Knowing the correct answer to this question can help you decide how best to use wood putty or finish the wood you have used it on. 

Read along to learn about hardening wood putty and how best to use it.

Does Wood Putty Harden?

No, wood putty doesn’t harden. When applied to wood, it dries and will set after a few hours but retains its flexibility when dry. This characteristic enables wood putty to remain unaffected by any expansion, contraction, or changes in the wood shape. 

Why Does Wood Putty Not Harden?  

Wood putty doesn’t harden because it consists of pliable synthetic resins whose chemical structure doesn’t harden over time. The product doesn’t contain sawdust that would solidify into a compact material when dry. 

Still, you can induce wood putty hardening by adding a suitable hardener. These hardeners make wood putty dry faster. Additionally, they make the product dry into a more solid form than standard wood putty. 

Benefits of Wood Putty’s Non-hardening Behavior 

The non-hardening wood putty can be highly advantageous in many ways. For starters, the flexibility prevents putty from breaking away from the wood during expansion and contraction. 

Outdoor wood is exposed to extreme weather elements causing significant expansion and contraction. If you used a hard wood filler on such an outdoor project, it would not adjust to the wood’s changing size and shape, potentially causing it to break away. 

This is where wood putty comes in. If you fill a nail hole, a gouge, or a crack in a piece of outdoor wood with it, it will adjust to all the changes, making it durable and reliable.

The flexibility of the best wood putty for nail holes also prevents wood putty from damaging the wood. For example, a hard-drying wood filler that doesn’t change shape would likely cause the wood to crack as it contracts. 

Additionally, wood putty is used on finished wood. If you used a filler on unfinished wood then stained it afterward instead, you would likely end up with a blotchy spot.

Sometimes the wood fillers contain resins and chemicals that get into the wood pores preventing the stain from getting in. This can lead to a big blotch on the wood.

Using wood putty after finishing the wood helps you avoid such outcomes. In addition, the putty comes in a wide variety of wood stain colors and tones, so you can choose a color that perfectly matches the surrounding wood.

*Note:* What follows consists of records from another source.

//! Nondeterministic Levenshtein automaton.
//!
//! The nondeterministic form is a `(pattern_len + 1) × (max_distance + 1)`
//! grid of transition lists. It is built from the pattern, handed to the
//! determinisation pass, and discarded; nothing outside this crate ever
//! sees it.

use crate::alphabet::Symbol;
use smallvec::SmallVec;

/// Identifier of a grid cell, `pattern_index * (max_distance + 1) + num_edits`.
pub(crate) type NdaStateId = u32;

/// A single nondeterministic transition.
///
/// Targets are grid-cell identifiers rather than `(index, edits)` pairs so
/// the determinisation pass can treat states as plain integers.
#[derive(Debug, Clone, PartialEq, Eq)]
pub(crate) enum NdaTransition<C> {
    /// Consume the next query unit if it equals the label.
    Match(C, NdaStateId),
    /// Consume the next query unit, whatever it is.
    Any(NdaStateId),
    /// Move without consuming a query unit.
    Epsilon(NdaStateId),
    /// The cell is accepting.
    Accept,
}

/// The nondeterministic automaton for a `(pattern, max_distance)` pair.
///
/// Cell `(i, j)` means: a query prefix has been consumed that aligns with
/// `pattern[..i]` using `j` edits. Transition lists are deduplicated, so
/// repeated inserts of the same edge are no-ops.
pub(crate) struct Nda<C> {
    transitions: Vec<SmallVec<[NdaTransition<C>; 4]>>,
    /// Grid row width, `max_distance + 1`.
    width: usize,
}

impl<C: Symbol> Nda<C> {
    /// Build the automaton grid for `pattern` with at most `max_distance` edits.
    pub(crate) fn new(pattern: &[C], max_distance: usize) -> Self {
        let width = max_distance + 1;
        let mut nda = Nda {
            transitions: vec![SmallVec::new(); (pattern.len() + 1) * width],
            width,
        };

        for (i, &unit) in pattern.iter().enumerate() {
            for j in 0..width {
                // Correct unit: consume a pattern unit without an edit.
                nda.insert(i, j, NdaTransition::Match(unit, nda.id(i + 1, j)));

                if j < max_distance {
                    // Substitution: wrong unit stands in for pattern[i].
                    nda.insert(i, j, NdaTransition::Any(nda.id(i + 1, j + 1)));
                    // Insertion into the query: swallow a stray query unit.
                    nda.insert(i, j, NdaTransition::Any(nda.id(i, j + 1)));
                    // Deletion from the query: skip pattern[i] unread.
                    nda.insert(i, j, NdaTransition::Epsilon(nda.id(i + 1, j + 1)));
                }
            }
        }

        // Last row: the whole pattern is consumed.
        let last = pattern.len();
        for j in 0..width {
            if j < max_distance {
                // Trailing query units are insertions.
                nda.insert(last, j, NdaTransition::Any(nda.id(last, j + 1)));
            }
            nda.insert(last, j, NdaTransition::Accept);
        }

        nda
    }

    #[inline]
    fn id(&self, pattern_index: usize, num_edits: usize) -> NdaStateId {
        (pattern_index * self.width + num_edits) as NdaStateId
    }

    /// Insert a transition at cell `(i, j)`, skipping duplicates.
    fn insert(&mut self, pattern_index: usize, num_edits: usize, transition: NdaTransition<C>) {
        let cell = &mut self.transitions[pattern_index * self.width + num_edits];
        if !cell.contains(&transition) {
            cell.push(transition);
        }
    }

    /// Identifier of the start cell `(0, 0)`.
    #[inline]
    pub(crate) fn start(&self) -> NdaStateId {
        0
    }

    /// Transitions out of a cell.
    #[inline]
    pub(crate) fn transitions(&self, state: NdaStateId) -> &[NdaTransition<C>] {
        &self.transitions[state as usize]
    }

    /// Whether a cell carries an accept entry.
    pub(crate) fn is_accepting(&self, state: NdaStateId) -> bool {
        self.transitions[state as usize]
            .iter()
            .any(|t| matches!(t, NdaTransition::Accept))
    }
}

Difference Between Wood Filler and Wood Putty 

Many people use the terms wood putty and wood filler interchangeably, which is a mistake. While the two products share some roles, putty and wood filler are far from identical. 

This section explains the difference between the two products in detail. 

Wood filler dries hard while wood putty never hardens  

Wood filler usually contains sawdust or wood fibers suspended in a binder, missing in wood putty. The latter is generally a paste or plastic such as fiberglass, epoxy, or polyurethane. And, this paste doesn’t harden, unlike wood filler. 

Because it dries hard, wood filler is ideal for large cracks in a wood project as it provides some structural support. In contrast, wood putty is more suitable for filling smaller cracks and nail or brad holes.

However, it doesn’t provide adequate structural support due to its pliability. 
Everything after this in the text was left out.